Looking back, her journey seems incredibly linear, yet it was only through a last-minute decision 24 hours before freshman year began that led her to chose social work.

“I was praying about my semester and over my schedule, and I just got this deep sense of unease, which is how the Lord usually speaks to me,” Taylor said. “So I dropped all my classes, changed my schedule, and changed my major to social work because I just knew that the Lord had given me my story for a reason.” 

Photo Provided 
SERVANT — Craig found her niche after serving at a wilderness therapeutic boarding school.

Taylor has only recently found her niche during her senior field placement at a wilderness therapeutic boarding school. This gave her hands-on practice with at-risk youth within a wilderness setting where they cooked all their food over fires, cut down trees, held therapy sessions next to a campfire and slept outside.

“I saw so much practical change in these girls’ lives, whether it was self-discipline, self-control (or) anger management,” Taylor said. “In my one semester of being there, some of the girls, by the time I left, had such radical life change, and the girls are required to be there for at least a year and a half so that those patterns can be ingrained into their behavior.”

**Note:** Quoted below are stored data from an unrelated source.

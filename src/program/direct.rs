//! Direct translation: every training example becomes one rule.
//!
//! The example's predicates are variablized into the rule body and the head
//! states that the pronoun corefers with the correct candidate:
//!
//! ```text
//! coref(V2, V0) :- event_subject(eat, V0), event_object(eat, V1), property(hungry, V2).
//! ```
//!
//! The test sentence's predicates follow as ground facts.

use std::collections::HashMap;

use crate::error::BuildError;
use crate::predicate::Predicate;
use crate::problem::{resolve_candidate, WscProblem};

use super::{ground_facts, BuildResult, DebugSink, ProgramBuilder, TrainingExample};

/// Builds a definite program with one rule per usable training example.
#[derive(Debug, Clone)]
pub struct DirectTranslationBuilder {
    pronoun: String,
    debug: DebugSink,
}

impl DirectTranslationBuilder {
    pub fn new(pronoun: impl Into<String>) -> Self {
        Self {
            pronoun: pronoun.into(),
            debug: DebugSink::disabled(),
        }
    }

    pub fn with_debug(mut self, debug: DebugSink) -> Self {
        self.debug = debug;
        self
    }

    /// Translate one example into `coref(P, C) :- body.`
    ///
    /// Fails with [`BuildError::Construction`] when the pronoun or the
    /// correct candidate is not an argument of any predicate.
    pub fn example_rule(&self, example: &TrainingExample) -> BuildResult<String> {
        let var_map = variable_map(&example.predicates);
        let construction = |reason: String| BuildError::Construction {
            sentence: example.problem.sentence().to_string(),
            reason,
        };

        let pronoun_var = var_map
            .get(&self.pronoun)
            .ok_or_else(|| construction(format!("pronoun \"{}\" is unbound", self.pronoun)))?;

        let correct = example.problem.correct_candidate();
        let args = example
            .predicates
            .iter()
            .flat_map(|p| p.relevant_args().into_iter().map(|(_, arg)| arg));
        let candidate_var = resolve_candidate(correct, args)
            .and_then(|arg| var_map.get(arg))
            .ok_or_else(|| construction(format!("candidate \"{correct}\" is unbound")))?;

        let body = example
            .predicates
            .iter()
            .map(|p| p.ungrounded(&var_map))
            .collect::<Result<Vec<_>, _>>()?;

        Ok(format!(
            "coref({pronoun_var}, {candidate_var}) :- {}.",
            body.join(", ")
        ))
    }
}

impl ProgramBuilder for DirectTranslationBuilder {
    fn build(
        &self,
        examples: &[TrainingExample],
        _test: &WscProblem,
        test_predicates: &[Predicate],
    ) -> BuildResult<String> {
        let mut lines = Vec::with_capacity(examples.len() + test_predicates.len());
        for example in examples {
            match self.example_rule(example) {
                Ok(rule) => lines.push(rule),
                Err(err @ BuildError::Construction { .. }) => {
                    tracing::warn!(error = %err, "skipping training example");
                }
                Err(err) => return Err(err),
            }
        }
        let rules = lines.len();
        lines.extend(ground_facts(test_predicates));

        tracing::debug!(
            examples = examples.len(),
            rules,
            facts = test_predicates.len(),
            "built direct translation program"
        );

        let program = lines.join("\n");
        self.debug.write("direct-translation.lp", &program)?;
        Ok(program)
    }

    fn name(&self) -> &'static str {
        "direct"
    }
}

/// Fresh variable per distinct relevant argument, numbered in first-appearance order.
fn variable_map(predicates: &[Predicate]) -> HashMap<String, String> {
    let mut map = HashMap::new();
    for predicate in predicates {
        for (_, arg) in predicate.relevant_args() {
            if !map.contains_key(arg) {
                let var = format!("V{}", map.len());
                map.insert(arg.to_string(), var);
            }
        }
    }
    map
}
//! Predicate model: the logical facts extracted from a sentence.
//!
//! A [`Predicate`] is a closed sum of [`Event`], [`Property`] and [`Modifier`].
//! Every variant renders two ways:
//!
//! - [`Predicate::grounded`]: a program fact such as `event_subject(eat, cat).`
//! - [`Predicate::ungrounded`]: the same atom with every entity argument replaced
//!   by its bound variable, for use inside rule heads and bodies.
//!
//! The predicate *name* (verb lemma, property word, modifier word) is always
//! rendered literally; only the arguments reported by
//! [`Predicate::relevant_args`] are variablized.

use std::collections::HashMap;
use std::fmt;

use serde::{Deserialize, Serialize};

use crate::atom::Atom;
use crate::error::PredicateError;

/// Which role an event fact records.
#[derive(Debug, Clone, Copy, PartialEq, Eq, Hash, PartialOrd, Ord, Serialize, Deserialize)]
#[serde(rename_all = "snake_case")]
pub enum EventKind {
    /// The grammatical subject of a verb.
    Subject,
    /// A direct, dative or prepositional object of a verb.
    Object,
    /// A verb that is the open clausal complement of another.
    Related,
    /// Binds a verb lemma to a per-occurrence identifier.
    Id,
}

impl EventKind {
    pub fn predicate_name(self) -> &'static str {
        match self {
            EventKind::Subject => "event_subject",
            EventKind::Object => "event_object",
            EventKind::Related => "event_related",
            EventKind::Id => "event_id",
        }
    }

    fn from_predicate_name(name: &str) -> Option<Self> {
        match name {
            "event_subject" => Some(EventKind::Subject),
            "event_object" => Some(EventKind::Object),
            "event_related" => Some(EventKind::Related),
            "event_id" => Some(EventKind::Id),
            _ => None,
        }
    }
}

/// Kind of a variablizable argument.
#[derive(Debug, Clone, Copy, PartialEq, Eq, Hash, PartialOrd, Ord)]
pub enum EntityKind {
    /// A participant: noun phrase, candidate or pronoun.
    Entity,
    /// A verb occurrence.
    EventEntity,
}

impl EntityKind {
    /// Type predicate used for context facts and mode-bias placeholders.
    pub fn type_name(self) -> &'static str {
        match self {
            EntityKind::Entity => "entity",
            EntityKind::EventEntity => "entity_event",
        }
    }
}

/// `event_<kind>(name, args...)`.
#[derive(Debug, Clone, PartialEq, Eq, Hash)]
pub struct Event {
    pub kind: EventKind,
    pub name: String,
    pub args: Vec<String>,
}

/// `property(name, entity)`.
#[derive(Debug, Clone, PartialEq, Eq, Hash)]
pub struct Property {
    pub name: String,
    pub entity: String,
}

/// `mod(name, term)` or `mod(name)`.
#[derive(Debug, Clone, PartialEq, Eq, Hash)]
pub struct Modifier {
    pub name: String,
    pub term: Option<String>,
}

/// A logical fact about a sentence.
#[derive(Debug, Clone, PartialEq, Eq, Hash, Serialize, Deserialize)]
#[serde(try_from = "PredicateRecord", into = "PredicateRecord")]
pub enum Predicate {
    Event(Event),
    Property(Property),
    Modifier(Modifier),
}

fn fold(s: &str) -> String {
    s.trim().to_lowercase()
}

impl Predicate {
    /// Build an event from its original argument list: the first element is
    /// the event name, the rest are its arguments.
    ///
    /// Returns `None` when `parts` is empty.
    pub fn event<S: AsRef<str>>(kind: EventKind, parts: &[S]) -> Option<Self> {
        let (name, args) = parts.split_first()?;
        Some(Predicate::Event(Event {
            kind,
            name: fold(name.as_ref()),
            args: args.iter().map(|a| fold(a.as_ref())).collect(),
        }))
    }

    pub fn property(name: &str, entity: &str) -> Self {
        Predicate::Property(Property {
            name: fold(name),
            entity: fold(entity),
        })
    }

    pub fn modifier(name: &str, term: Option<&str>) -> Self {
        Predicate::Modifier(Modifier {
            name: fold(name),
            term: term.map(fold),
        })
    }

    /// The fact's predicate name as it appears in the program.
    pub fn functor(&self) -> &'static str {
        match self {
            Predicate::Event(e) => e.kind.predicate_name(),
            Predicate::Property(_) => "property",
            Predicate::Modifier(_) => "mod",
        }
    }

    /// Verb lemma, property word or modifier word.
    pub fn name(&self) -> &str {
        match self {
            Predicate::Event(e) => &e.name,
            Predicate::Property(p) => &p.name,
            Predicate::Modifier(m) => &m.name,
        }
    }

    pub fn args(&self) -> &[String] {
        match self {
            Predicate::Event(e) => &e.args,
            Predicate::Property(p) => std::slice::from_ref(&p.entity),
            Predicate::Modifier(m) => m.term.as_slice(),
        }
    }

    /// Arguments followed by the name; used to link words for path mining.
    pub fn all_args(&self) -> Vec<&str> {
        let mut all: Vec<&str> = self.args().iter().map(String::as_str).collect();
        all.push(self.name());
        all
    }

    /// The `(kind, argument)` pairs that take part in variable binding.
    ///
    /// Modifier terms are constants (they name the verb being negated or
    /// connected), so modifiers report none.
    pub fn relevant_args(&self) -> Vec<(EntityKind, &str)> {
        match self {
            Predicate::Event(e) => {
                let kind = match e.kind {
                    EventKind::Subject | EventKind::Object => EntityKind::Entity,
                    EventKind::Related | EventKind::Id => EntityKind::EventEntity,
                };
                e.args.iter().map(|a| (kind, a.as_str())).collect()
            }
            Predicate::Property(p) => vec![(EntityKind::Entity, p.entity.as_str())],
            Predicate::Modifier(_) => Vec::new(),
        }
    }

    fn atom_with(&self, args: Vec<String>) -> Atom {
        let mut all = Vec::with_capacity(args.len() + 1);
        all.push(self.name().to_string());
        all.extend(args);
        Atom::new(self.functor(), all)
    }

    /// The atom with literal arguments, without a terminator.
    pub fn atom(&self) -> Atom {
        self.atom_with(self.args().to_vec())
    }

    /// Fully instantiated fact, terminated with `.`.
    pub fn grounded(&self) -> String {
        format!("{}.", self.atom())
    }

    /// Atom with each relevant argument replaced by `var_map[arg]`.
    ///
    /// Fails if any relevant argument has no binding.
    pub fn ungrounded(&self, var_map: &HashMap<String, String>) -> Result<String, PredicateError> {
        let args = match self {
            Predicate::Modifier(m) => m.term.iter().cloned().collect(),
            _ => self
                .args()
                .iter()
                .map(|arg| {
                    var_map
                        .get(arg)
                        .cloned()
                        .ok_or_else(|| PredicateError::UnboundArgument {
                            predicate: self.atom().to_string(),
                            arg: arg.clone(),
                        })
                })
                .collect::<Result<Vec<_>, _>>()?,
        };
        Ok(self.atom_with(args).to_string())
    }

    /// Parse a fact produced by [`Predicate::grounded`].
    pub fn parse_fact(text: &str) -> Result<Self, PredicateError> {
        let atom = Atom::parse(text)?;
        let malformed = || PredicateError::MalformedAtom {
            text: text.to_string(),
        };

        if let Some(kind) = EventKind::from_predicate_name(&atom.name) {
            return Predicate::event(kind, &atom.args).ok_or_else(malformed);
        }
        match (atom.name.as_str(), atom.args.as_slice()) {
            ("property", [name, entity]) => Ok(Predicate::property(name, entity)),
            ("mod", [name]) => Ok(Predicate::modifier(name, None)),
            ("mod", [name, term]) => Ok(Predicate::modifier(name, Some(term))),
            ("property" | "mod", _) => Err(malformed()),
            _ => Err(PredicateError::UnknownShape { name: atom.name }),
        }
    }
}

impl fmt::Display for Predicate {
    fn fmt(&self, f: &mut fmt::Formatter<'_>) -> fmt::Result {
        write!(f, "{}", self.atom())
    }
}

// ---------------------------------------------------------------------------
// Serde form
// ---------------------------------------------------------------------------

/// Flat JSON shape of a predicate, as written by the external extractor.
#[derive(Debug, Clone, Serialize, Deserialize)]
#[serde(tag = "type", rename_all = "snake_case")]
enum PredicateRecord {
    Event {
        kind: EventKind,
        name: String,
        #[serde(default)]
        args: Vec<String>,
    },
    Property {
        name: String,
        entity: String,
    },
    Modifier {
        name: String,
        #[serde(default)]
        term: Option<String>,
    },
}

impl TryFrom<PredicateRecord> for Predicate {
    type Error = PredicateError;

    fn try_from(record: PredicateRecord) -> Result<Self, Self::Error> {
        Ok(match record {
            PredicateRecord::Event { kind, name, args } => {
                let mut parts = Vec::with_capacity(args.len() + 1);
                parts.push(name);
                parts.extend(args);
                Predicate::event(kind, &parts).ok_or_else(|| PredicateError::MalformedAtom {
                    text: kind.predicate_name().to_string(),
                })?
            }
            PredicateRecord::Property { name, entity } => Predicate::property(&name, &entity),
            PredicateRecord::Modifier { name, term } => Predicate::modifier(&name, term.as_deref()),
        })
    }
}

impl From<Predicate> for PredicateRecord {
    fn from(p: Predicate) -> Self {
        match p {
            Predicate::Event(e) => PredicateRecord::Event {
                kind: e.kind,
                name: e.name,
                args: e.args,
            },
            Predicate::Property(p) => PredicateRecord::Property {
                name: p.name,
                entity: p.entity,
            },
            Predicate::Modifier(m) => PredicateRecord::Modifier {
                name: m.name,
                term: m.term,
            },
        }
    }
}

Taylor credits her journey and her hopeful future to all of her summers at camp. 

“That’s when I kind of fell in love with serving people,” Taylor said. “I’d do dishes for hours and I’d take up the trash and I’d scrub tables and floors and I’d do it for free, because if there’s no clean plates to eat off of, how can kids hear the Gospel at camp?” 

After graduation, Taylor looks forward to using her unique degree combination to blaze new trails in the world of wilderness therapy. 

“I’ve found a way to combine my love of outdoor education and social work together to create this really unique, niche mesh of the vulnerability that the unpredictability of the wilderness brings out in people,” Taylor said.